Computer systems utilize logging to record events of interest. These logs are a rich source of information, and can be analyzed to detect attacks, failures, and many other issues. Due to the automated generation of logs by computer processes, the volume and throughput of logs can be extremely large, limiting the effectiveness of manual analysis. Rule-based systems were introduced to automatically detect issues based on rules written by experts.

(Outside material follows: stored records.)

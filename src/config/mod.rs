use anyhow::{Context, Result};
use serde::{Deserialize, Serialize};
use std::path::{Path, PathBuf};
use std::time::Duration;

use crate::TranscriptorError;

#[derive(Debug, Clone, Serialize, Deserialize)]
pub struct Config {
    /// Video catalog source
    pub youtube: YoutubeConfig,

    /// Speech-to-text backend
    pub speech: SpeechConfig,

    /// Application settings
    pub app: AppConfig,
}

#[derive(Debug, Clone, Serialize, Deserialize)]
pub struct YoutubeConfig {
    /// YouTube Data API key
    pub api_key: String,

    /// Channel URL, handle or `UC...` channel id
    pub channel: String,

    /// Data API root
    pub base_url: String,
}

#[derive(Debug, Clone, Copy, PartialEq, Eq, Serialize, Deserialize)]
#[serde(rename_all = "lowercase")]
pub enum SpeechBackend {
    Google,
    Aws,
}

#[derive(Debug, Clone, Serialize, Deserialize)]
pub struct SpeechConfig {
    /// Which service transcribes the audio
    pub backend: SpeechBackend,

    /// Language code, fixed for the whole run
    pub language: String,

    /// Sample rate the audio is converted to
    pub sample_rate: u32,

    pub google: GoogleSpeechConfig,

    pub aws: AwsSpeechConfig,
}

#[derive(Debug, Clone, Serialize, Deserialize)]
pub struct GoogleSpeechConfig {
    /// API key for speech.googleapis.com
    pub api_key: String,

    /// Service root
    pub endpoint: String,
}

#[derive(Debug, Clone, Serialize, Deserialize)]
pub struct AwsSpeechConfig {
    /// AWS region
    pub region: String,

    /// S3 bucket for temporary audio storage
    pub s3_bucket: String,

    /// Optional S3 key prefix
    pub s3_key_prefix: Option<String>,
}

/// When the ledger is written back during a batch
#[derive(Debug, Clone, Copy, PartialEq, Eq, Serialize, Deserialize)]
#[serde(rename_all = "kebab-case")]
pub enum PersistMode {
    /// After every recorded outcome
    EachItem,
    /// Once, after the last item
    EndOfBatch,
}

#[derive(Debug, Clone, Serialize, Deserialize)]
pub struct AppConfig {
    /// CSV ledger of catalog items
    pub ledger_path: PathBuf,

    /// Scratch space for downloaded and converted audio
    pub work_dir: PathBuf,

    /// Where rendered transcripts are written
    pub output_dir: PathBuf,

    /// Keep audio files after a successful transcription
    pub keep_audio: bool,

    /// Upper bound for a single stage, 0 disables it
    pub stage_timeout_secs: u64,

    pub persist: PersistMode,

    pub yt_dlp_path: String,

    pub ffmpeg_path: String,
}

impl Default for Config {
    fn default() -> Self {
        Self {
            youtube: YoutubeConfig {
                api_key: "".to_string(),
                channel: "".to_string(),
                base_url: "https://www.googleapis.com/youtube/v3".to_string(),
            },
            speech: SpeechConfig {
                backend: SpeechBackend::Google,
                language: "en-US".to_string(),
                sample_rate: 16000,
                google: GoogleSpeechConfig {
                    api_key: "".to_string(),
                    endpoint: "https://speech.googleapis.com".to_string(),
                },
                aws: AwsSpeechConfig {
                    region: "us-east-1".to_string(),
                    s3_bucket: "".to_string(),
                    s3_key_prefix: Some("transcriber/".to_string()),
                },
            },
            app: AppConfig {
                ledger_path: PathBuf::from("videos.csv"),
                work_dir: PathBuf::from("work"),
                output_dir: PathBuf::from("transcripts"),
                keep_audio: false,
                stage_timeout_secs: 1800,
                persist: PersistMode::EachItem,
                yt_dlp_path: "yt-dlp".to_string(),
                ffmpeg_path: "ffmpeg".to_string(),
            },
        }
    }
}

impl Config {
    /// Load configuration from the default location or create it
    pub async fn load() -> Result<Self> {
        let config_path = Self::config_path()?;
        Self::load_from(&config_path).await
    }

    /// Load configuration from `path`, writing defaults there if it is missing
    pub async fn load_from(path: &Path) -> Result<Self> {
        if path.exists() {
            let content = fs_err::read_to_string(path).context("Failed to read config file")?;

            let config: Config =
                serde_yaml::from_str(&content).context("Failed to parse config file")?;

            Ok(config)
        } else {
            let config = Self::default();
            config.save_to(path).await?;
            tracing::info!("Wrote default configuration to {}", path.display());
            Ok(config)
        }
    }

    /// Save configuration to `path`
    pub async fn save_to(&self, path: &Path) -> Result<()> {
        if let Some(parent) = path.parent() {
            if !parent.as_os_str().is_empty() {
                fs_err::create_dir_all(parent)?;
            }
        }

        let content = serde_yaml::to_string(self).context("Failed to serialize config")?;

        fs_err::write(path, content).context("Failed to write config file")?;

        Ok(())
    }

    /// Get configuration file path
    pub fn config_path() -> Result<PathBuf> {
        // First try current directory for easy testing
        let local_config = PathBuf::from("config.yaml");
        if local_config.exists() {
            return Ok(local_config);
        }

        let config_dir = dirs::config_dir().context("Could not determine config directory")?;

        Ok(config_dir.join("channel-transcriber").join("config.yaml"))
    }

    /// Check the settings needed to fetch the catalog
    pub fn validate_catalog(&self) -> Result<(), TranscriptorError> {
        if self.youtube.api_key.is_empty() {
            return Err(TranscriptorError::Config(
                "youtube.api_key must be configured (or set YOUTUBE_API_KEY)".into(),
            ));
        }
        if self.youtube.channel.is_empty() {
            return Err(TranscriptorError::Config(
                "youtube.channel must be configured (or pass --channel)".into(),
            ));
        }
        Ok(())
    }

    /// Check the settings needed by the selected speech backend
    pub fn validate_speech(&self) -> Result<(), TranscriptorError> {
        if self.speech.language.is_empty() {
            return Err(TranscriptorError::Config("speech.language must be set".into()));
        }
        if self.speech.sample_rate == 0 {
            return Err(TranscriptorError::Config(
                "speech.sample_rate must be positive".into(),
            ));
        }

        match self.speech.backend {
            SpeechBackend::Google if self.speech.google.api_key.is_empty() => {
                Err(TranscriptorError::Config(
                    "speech.google.api_key must be configured (or set GOOGLE_SPEECH_API_KEY)".into(),
                ))
            }
            SpeechBackend::Aws if self.speech.aws.s3_bucket.is_empty() => Err(
                TranscriptorError::Config("speech.aws.s3_bucket must be configured".into()),
            ),
            _ => Ok(()),
        }
    }

    /// Per-stage timeout, `None` when disabled
    pub fn stage_timeout(&self) -> Option<Duration> {
        match self.app.stage_timeout_secs {
            0 => None,
            secs => Some(Duration::from_secs(secs)),
        }
    }

    /// Display current configuration
    pub fn display(&self) {
        let secret = |value: &str| if value.is_empty() { "(not set)" } else { "********" };

        println!("Current Configuration:");
        println!("  YouTube API Key: {}", secret(&self.youtube.api_key));
        println!("  Channel: {}", self.youtube.channel);
        println!("  Speech Backend: {:?}", self.speech.backend);
        println!("  Language: {}", self.speech.language);
        println!("  Sample Rate: {} Hz", self.speech.sample_rate);
        match self.speech.backend {
            SpeechBackend::Google => {
                println!("  Google API Key: {}", secret(&self.speech.google.api_key));
            }
            SpeechBackend::Aws => {
                println!("  AWS Region: {}", self.speech.aws.region);
                println!("  S3 Bucket: {}", self.speech.aws.s3_bucket);
            }
        }
        println!("  Ledger: {}", self.app.ledger_path.display());
        println!("  Work Dir: {}", self.app.work_dir.display());
        println!("  Output Dir: {}", self.app.output_dir.display());
        println!("  Keep Audio: {}", self.app.keep_audio);
        println!("  Stage Timeout: {}s", self.app.stage_timeout_secs);
        println!("  Persist: {:?}", self.app.persist);
    }
}

#[cfg(test)]
mod tests {
    use super::*;

    #[tokio::test]
    async fn test_missing_file_writes_defaults() {
        let dir = tempfile::tempdir().unwrap();
        let path = dir.path().join("nested/config.yaml");

        let config = Config::load_from(&path).await.unwrap();
        assert!(path.exists());
        assert_eq!(config.speech.sample_rate, 16000);
        assert_eq!(config.app.persist, PersistMode::EachItem);

        let reloaded = Config::load_from(&path).await.unwrap();
        assert_eq!(reloaded.speech.language, "en-US");
    }

    #[test]
    fn test_yaml_enums() {
        let mut config = Config::default();
        config.speech.backend = SpeechBackend::Aws;
        config.app.persist = PersistMode::EndOfBatch;

        let yaml = serde_yaml::to_string(&config).unwrap();
        assert!(yaml.contains("backend: aws"));
        assert!(yaml.contains("persist: end-of-batch"));
    }

    #[test]
    fn test_validate_speech_backend() {
        let mut config = Config::default();
        assert!(matches!(config.validate_speech(), Err(TranscriptorError::Config(_))));

        config.speech.google.api_key = "key".into();
        assert!(config.validate_speech().is_ok());

        config.speech.backend = SpeechBackend::Aws;
        assert!(config.validate_speech().is_err());
        config.speech.aws.s3_bucket = "bucket".into();
        assert!(config.validate_speech().is_ok());
    }

    #[test]
    fn test_validate_catalog() {
        let mut config = Config::default();
        assert!(config.validate_catalog().is_err());
        config.youtube.api_key = "key".into();
        config.youtube.channel = "https://www.youtube.com/@StrategyU".into();
        assert!(config.validate_catalog().is_ok());
    }

    #[test]
    fn test_zero_timeout_disables() {
        let mut config = Config::default();
        assert_eq!(config.stage_timeout(), Some(Duration::from_secs(1800)));
        config.app.stage_timeout_secs = 0;
        assert_eq!(config.stage_timeout(), None);
    }
}
use async_trait::async_trait;
use std::path::{Path, PathBuf};
use std::process::Stdio;
use tokio::process::Command;

use super::{tail_lines, AudioFetcher, StageFailure, StageResult};
use crate::catalog::canonical_url;
use crate::utils::id_file_stem;

/// Audio fetcher backed by yt-dlp
pub struct YtDlpFetcher {
    yt_dlp_path: String,
}

impl YtDlpFetcher {
    pub fn new(yt_dlp_path: impl Into<String>) -> Self {
        Self {
            yt_dlp_path: yt_dlp_path.into(),
        }
    }
}

impl Default for YtDlpFetcher {
    fn default() -> Self {
        Self::new("yt-dlp")
    }
}

#[async_trait]
impl AudioFetcher for YtDlpFetcher {
    async fn download(&self, item_id: &str, dest_dir: &Path) -> StageResult<PathBuf> {
        let output_path = dest_dir.join(format!("{}.mp3", id_file_stem(item_id)));
        let url = canonical_url(item_id);
        let template = output_template(&output_path);
        tracing::debug!("Downloading audio for {} to {}", url, output_path.display());

        let output = Command::new(&self.yt_dlp_path)
            .args([
                "--extract-audio",
                "--audio-format",
                "mp3",
                "--no-playlist",
                "--no-progress",
                "--output",
                &template,
                &url,
            ])
            .stdin(Stdio::null())
            .stdout(Stdio::piped())
            .stderr(Stdio::piped())
            .kill_on_drop(true)
            .output()
            .await
            .map_err(|e| StageFailure::download(format!("could not run {}: {}", self.yt_dlp_path, e)))?;

        if !output.status.success() {
            let captured = format!(
                "{}{}",
                String::from_utf8_lossy(&output.stdout),
                String::from_utf8_lossy(&output.stderr)
            );
            return Err(StageFailure::download(format!(
                "{} exited with {}:\n{}",
                self.yt_dlp_path,
                output.status,
                tail_lines(&captured, 20)
            )));
        }

        if !output_path.is_file() {
            return Err(StageFailure::download(format!(
                "{} reported success but {} was not written",
                self.yt_dlp_path,
                output_path.display()
            )));
        }

        Ok(output_path)
    }
}

/// yt-dlp reads `--output` as a template, so a literal `%` is doubled
fn output_template(path: &Path) -> String {
    path.to_string_lossy().replace('%', "%%")
}
use console::style;

use crate::batch::BatchSummary;
use crate::catalog::{CatalogItem, TranscriptStatus};
use crate::ledger::Ledger;
use crate::pipeline::ProcessedItem;
use crate::stages::StageResult;

/// Print the pass/fail line for one item
pub fn report_item(item: &CatalogItem, outcome: &StageResult<ProcessedItem>) {
    println!("{}", item_line(item, outcome));
}

fn item_line(item: &CatalogItem, outcome: &StageResult<ProcessedItem>) -> String {
    match outcome {
        Ok(processed) => format!(
            "{} {} {} -> {}",
            style("PASS").green().bold(),
            item.id,
            processed.title,
            processed.transcript_link
        ),
        Err(failure) => format!(
            "{} {} {} ({} stage): {}",
            style("FAIL").red().bold(),
            item.id,
            item.title,
            failure.stage,
            failure.reason.lines().next().unwrap_or_default()
        ),
    }
}

/// Print the final counts of a batch
pub fn print_summary(summary: &BatchSummary) {
    println!(
        "{} {} processed, {} skipped, {} failed",
        style("Done:").bold(),
        style(summary.processed).green(),
        style(summary.skipped).yellow(),
        style(summary.failed).red()
    );
}

/// Print every ledger row followed by the status counts
pub fn print_ledger(ledger: &Ledger) {
    for item in ledger.items() {
        println!(
            "{:<8} {:<14} {:<20} {}",
            status_label(item.status()),
            item.id,
            item.transcript_link(),
            item.title
        );
    }

    let counts: Vec<String> = ledger
        .status_counts()
        .into_iter()
        .map(|(status, count)| format!("{}: {}", status, count))
        .collect();
    println!("{} items ({})", ledger.len(), counts.join(", "));
}

fn status_label(status: TranscriptStatus) -> String {
    let label = status.as_str();
    match status {
        TranscriptStatus::Done => style(label).green().to_string(),
        TranscriptStatus::Failed => style(label).red().to_string(),
        TranscriptStatus::Skipped => style(label).yellow().to_string(),
        TranscriptStatus::Pending => label.to_string(),
    }
}
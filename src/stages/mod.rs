//! Pipeline stages
//!
//! Each stage runs exactly one external operation (a subprocess or a remote
//! call) and normalizes its outcome into a [`StageResult`]. Stages write into
//! the working directory they are handed and never touch the ledger.

use async_trait::async_trait;
use std::fmt;
use std::future::Future;
use std::path::{Path, PathBuf};
use std::time::Duration;

pub mod aws;
pub mod convert;
pub mod download;
pub mod progress;
pub mod render;
pub mod speech;

pub use aws::AwsTranscriber;
pub use convert::FfmpegTranscoder;
pub use download::YtDlpFetcher;
pub use progress::ProgressParser;
pub use render::HtmlRenderer;
pub use speech::GoogleSpeechTranscriber;

/// The four ordered steps of the per-item pipeline
#[derive(Debug, Clone, Copy, PartialEq, Eq)]
pub enum Stage {
    Download,
    Convert,
    Transcribe,
    Render,
}

impl Stage {
    pub fn as_str(&self) -> &'static str {
        match self {
            Stage::Download => "download",
            Stage::Convert => "convert",
            Stage::Transcribe => "transcribe",
            Stage::Render => "render",
        }
    }
}

impl fmt::Display for Stage {
    fn fmt(&self, f: &mut fmt::Formatter<'_>) -> fmt::Result {
        f.write_str(self.as_str())
    }
}

/// Why a stage did not produce its output
#[derive(thiserror::Error, Debug, Clone, PartialEq)]
#[error("{stage} failed: {reason}")]
pub struct StageFailure {
    pub stage: Stage,
    pub reason: String,
}

impl StageFailure {
    pub fn new(stage: Stage, reason: impl Into<String>) -> Self {
        Self {
            stage,
            reason: reason.into(),
        }
    }

    pub fn download(reason: impl Into<String>) -> Self {
        Self::new(Stage::Download, reason)
    }

    pub fn convert(reason: impl Into<String>) -> Self {
        Self::new(Stage::Convert, reason)
    }

    pub fn transcribe(reason: impl Into<String>) -> Self {
        Self::new(Stage::Transcribe, reason)
    }

    pub fn render(reason: impl Into<String>) -> Self {
        Self::new(Stage::Render, reason)
    }
}

/// Outcome of a single stage
pub type StageResult<T> = std::result::Result<T, StageFailure>;

/// Receives the conversion progress as a percentage in `0.0..=100.0`
pub type ProgressFn = dyn Fn(f64) + Send + Sync;

/// Fetches the source audio of a catalog item
#[cfg_attr(test, mockall::automock)]
#[async_trait]
pub trait AudioFetcher: Send + Sync {
    /// Download the audio of `item_id` into `dest_dir`, returning the mp3 path
    async fn download(&self, item_id: &str, dest_dir: &Path) -> StageResult<PathBuf>;
}

/// Resamples audio to the mono PCM stream the transcriber expects
#[async_trait]
pub trait AudioTranscoder: Send + Sync {
    /// Convert `src` into a wav file inside `dest_dir`
    async fn convert(&self, src: &Path, dest_dir: &Path, progress: &ProgressFn) -> StageResult<PathBuf>;
}

/// Speech-to-text backend
#[cfg_attr(test, mockall::automock)]
#[async_trait]
pub trait Transcriber: Send + Sync {
    /// Transcribe a mono 16 kHz wav file into newline separated text
    async fn transcribe(&self, wav_path: &Path) -> StageResult<String>;
}

/// Run a stage future, failing it when `limit` elapses first
///
/// Dropping the future on expiry kills any child process spawned with
/// `kill_on_drop`.
pub async fn bounded<T, F>(stage: Stage, limit: Option<Duration>, fut: F) -> StageResult<T>
where
    F: Future<Output = StageResult<T>>,
{
    match limit {
        Some(limit) => match tokio::time::timeout(limit, fut).await {
            Ok(result) => result,
            Err(_) => Err(StageFailure::new(
                stage,
                format!("timed out after {}s", limit.as_secs()),
            )),
        },
        None => fut.await,
    }
}

/// Keep only the last `max_lines` of tool output for diagnostics
pub(crate) fn tail_lines(text: &str, max_lines: usize) -> String {
    let lines: Vec<&str> = text.lines().filter(|l| !l.trim().is_empty()).collect();
    let start = lines.len().saturating_sub(max_lines);
    lines[start..].join("\n")
}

However, these systems can only detect known issues for which related rules exist in the rule-set. On the other hand, anomaly detection (AD) approaches can detect unknown issues. This is achieved by looking for unusual behaviors significantly different from the norm. In this paper, we target the problem of semi-supervised log anomaly detection, where the only training data available are normal logs from a baseline period. We propose a novel hybrid model called "CausalConvLSTM" for modeling log sequences that takes advantage of Convolutional Neural Network's (CNN) ability to efficiently extract spatial features in a parallel fashion, and Long Short-Term Memory (LSTM) network's superior ability to capture sequential relationships. Another major challenge faced by anomaly detection systems is concept drift, which is the change in normal system behavior over time. We proposed and evaluated concrete strategies for retraining neural-network (NN) anomaly detection systems to adapt to concept drift.